Story by Mitchell Brown, Reporter
Featured Image by Chad Deremo, Photographer
Celebrity guests are always a major draw at any comic book and pop-culture convention. The 2016 Kansas City Comic Con was no exception. Stars of film and television were at top billing, names like Billy Dee Williams, Nichelle Nicholas of the original “Star Trek,” as well as John Schneider and Tom Wopat from the “Dukes of Hazard.”
Among the masses of guests and general attendees, the name of James O’Barr stood out. While not a household name, his is established and known to fans of independent comic books. He is best known as the creator of the “The Crow.”
O’Barr took the time to engage with fans in one of the conference rooms at Bartle Hall Sunday afternoon. He took to the stage solo and ready to immediately answer questions from the audience
The first subject delved into was the yet-to-be-released new film version of “The Crow.” O’Barr carefully and thoroughly explained that the new Crow movie in development is not going to be a reboot or remake of the 1994 movie starring Brandon Lee. O’Barr said a lead actor has yet to be cast, but he commented that he thinks it shouldn’t be an actor with a bulky physique, as the character of Eric should move more like a ballet dancer.
O’Barr explained the forthcoming“The Crow” movie will more closely follow the book. Although the 1994 movie is inspired by the comic book, it became its own entity.
“Because the book is very, very different from the Brandon Lee film,” O’Barr said. “I mean the Brandon Lee film looks like the book, and it feels like the book, but it’s not the book.”
Although the success of the 1994 movie propelled “The Crow” to icon status, the origins of story were found in a previous era. The first issue of “The Crow” comic was published in 1989, yet O’Barr began work on the project in 1981.
The synopsis of the book is that of an engaged couple, Shelly and Eric, whose car breaks down and both are killed by a criminal gang, whereas Shelly is raped and then murdered. Eric returns from beyond the grave to murder those responsible for the ghastly act, and later the couple is reunited in a spirit realm.
The origins of the story were far removed from the average super-hero story.
“I don’t consider Eric to be a hero,” O’Barr said. “He’s a little bent.”
“The difference between Eric and the Punisher is Eric is not trying to clean up the streets,” O’Barr said. “He wants six very specific people and whoever else happens to be in the room at the time.”
O’Barr mentioned that he is somewhat irritated when people call “The Crow” a revenge story becuase “it’s a love story first.”
The creation of “The Crow” was O’Barr’s attempt at working through his grief over the death of his fiancée who had been killed in a car accident. In the written introduction to the “The Crow” special edition trade paperback, O’Barr explained his reason for creating the comic.
“I’d hoped by putting my murderous fury into ink on paper that somehow, magically, all the pain, hurt, and self-destructive behavior that followed would dissolve,” the introduction reads.

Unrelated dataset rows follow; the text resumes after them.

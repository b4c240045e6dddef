//! jpg2avif Processing Library
//!
//! JPEG to AVIF conversion through an external encoder process. The [`Converter`] owns the
//! per-request temporary workspace; the [`AvifEncoder`] trait is the seam to the encoder
//! binary, implemented by [`AvifencEncoder`].

pub mod converter;
pub mod encoder;
pub mod error;
pub mod naming;

pub use converter::{ConversionRequest, ConversionResult, ConvertedImage, Converter};
pub use encoder::{AvifEncoder, AvifencEncoder};
pub use error::ConversionError;
pub use naming::output_file_name;
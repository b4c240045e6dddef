pub mod convert;
pub mod health;
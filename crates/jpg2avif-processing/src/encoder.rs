//! AVIF encoder process invocation

use std::ffi::OsString;
use std::path::Path;
use std::process::Stdio;
use std::time::Duration;

use anyhow::{anyhow, Context, Result};
use async_trait::async_trait;
use jpg2avif_core::EncoderConfig;
use tokio::process::Command;

use crate::error::ConversionError;

/// Encodes a JPEG file on disk into an AVIF file on disk.
#[async_trait]
pub trait AvifEncoder: Send + Sync {
    async fn encode(&self, input: &Path, output: &Path) -> Result<(), ConversionError>;
}

/// Validate that a path doesn't contain shell metacharacters or dangerous sequences
fn validate_path(path: &str) -> Result<()> {
    let dangerous_chars = [';', '|', '&', '$', '`', '(', ')', '<', '>', '\n', '\r'];
    if path.chars().any(|c| dangerous_chars.contains(&c)) {
        return Err(anyhow!("Path contains dangerous characters: {}", path));
    }

    if path.contains("..") {
        return Err(anyhow!("Path contains directory traversal: {}", path));
    }

    Ok(())
}

/// Runs the `avifenc` command-line encoder:
/// `avifenc --min <q> --max <q> --speed <s> --jobs <n> <input> <output>`.
pub struct AvifencEncoder {
    binary_path: String,
    min_quantizer: u8,
    max_quantizer: u8,
    speed: u8,
    jobs: u16,
    timeout: Duration,
}

impl AvifencEncoder {
    pub fn new(config: &EncoderConfig) -> Result<Self> {
        config.validate()?;

        validate_path(&config.binary_path)
            .context("Invalid AVIFENC_PATH: contains dangerous characters")?;

        if !config.binary_path.chars().all(|c| {
            c.is_alphanumeric() || c == '/' || c == '-' || c == '_' || c == '.' || c == '\\'
        }) {
            return Err(anyhow!("Invalid AVIFENC_PATH: contains unsafe characters"));
        }

        Ok(Self {
            binary_path: config.binary_path.clone(),
            min_quantizer: config.min_quantizer,
            max_quantizer: config.max_quantizer,
            speed: config.speed,
            jobs: config.jobs,
            timeout: config.timeout(),
        })
    }

    /// Override the deadline after which the encoder is killed.
    pub fn with_timeout(mut self, timeout: Duration) -> Self {
        self.timeout = timeout;
        self
    }

    pub fn binary_path(&self) -> &str {
        &self.binary_path
    }

    fn arguments(&self, input: &Path, output: &Path) -> Vec<OsString> {
        let mut args: Vec<OsString> = vec![
            "--min".into(),
            self.min_quantizer.to_string().into(),
            "--max".into(),
            self.max_quantizer.to_string().into(),
            "--speed".into(),
            self.speed.to_string().into(),
            "--jobs".into(),
            self.jobs.to_string().into(),
        ];
        args.push(input.as_os_str().to_owned());
        args.push(output.as_os_str().to_owned());
        args
    }
}

#[async_trait]
impl AvifEncoder for AvifencEncoder {
    async fn encode(&self, input: &Path, output: &Path) -> Result<(), ConversionError> {
        let child = Command::new(&self.binary_path)
            .args(self.arguments(input, output))
            .stdin(Stdio::null())
            .stdout(Stdio::null())
            .stderr(Stdio::piped())
            .kill_on_drop(true)
            .spawn()
            .map_err(|source| ConversionError::EncoderUnavailable {
                program: self.binary_path.clone(),
                source,
            })?;

        // Dropping the pending wait on timeout drops the child, which kills it.
        let output = match tokio::time::timeout(self.timeout, child.wait_with_output()).await {
            Ok(result) => result.map_err(ConversionError::workspace("waiting for encoder"))?,
            Err(_) => {
                tracing::warn!(
                    binary = %self.binary_path,
                    timeout_secs = self.timeout.as_secs_f64(),
                    "Encoder exceeded its deadline and was killed"
                );
                return Err(ConversionError::EncoderTimedOut {
                    timeout: self.timeout,
                });
            }
        };

        if !output.status.success() {
            let stderr = String::from_utf8_lossy(&output.stderr).into_owned();
            tracing::warn!(
                status = ?output.status.code(),
                stderr = %stderr.trim(),
                "Encoder exited unsuccessfully"
            );
            return Err(ConversionError::EncoderFailed {
                status: output.status.code(),
                stderr,
            });
        }

        Ok(())
    }
}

The images in the book are striking, stark in black and white ink, with a noticeable punk, goth and post-punk aesthetic present. O’Barr was influenced by said musical genres. The influence is also noticeable with lyrics and song titles by the band Joy Division sprinkled within the panels of the comic.
“The Crow was written during that time period after punk,” O’Barr said. “Punk was like ‘fuck you,’ and post-punk was like ‘what the fuck happened.’ We were going to change the world, but it didn’t happen.
“So instead of being angry, I became very introspective and depressive. That was the atmosphere the Crow was written in, so all of those bands were very influential.”
Music became an important part of “The Crow” film, fueled by the alternative boom of the early ’90s, as the film’s soundtrack included songs by The Cure, Rollins Band, Rage Against The Machine and Nine Inch Nails covering Joy Division’s “Dead Souls.”
O’Barr initially wanted to use an actual Joy Division song for the movie, but was unable to due to complications that fell through.
“I had to twist Trent Reznor’s arm into covering Joy Division,” O’Barr said. “He was like the Beatles and Joy Division, those are sacred ground. You just don’t fuck with them.”
O’Barr said after some persuading Reznor eventually agreed and was happy about the outcome, with “Dead Souls” becoming a regular encore for Nine Inch Nails for a period time.
O’Barr attributes the continued interest in “The Crow” to being related to universal themes of love, loss and injustice in the story.
“Because it has universal themes that are timeless it just gets passed down from generation to generation,” O’Barr said. “I mean it’s been in print for 25 years. It’s like every few years, there’s a whole new group of goth girls coming up to the table.”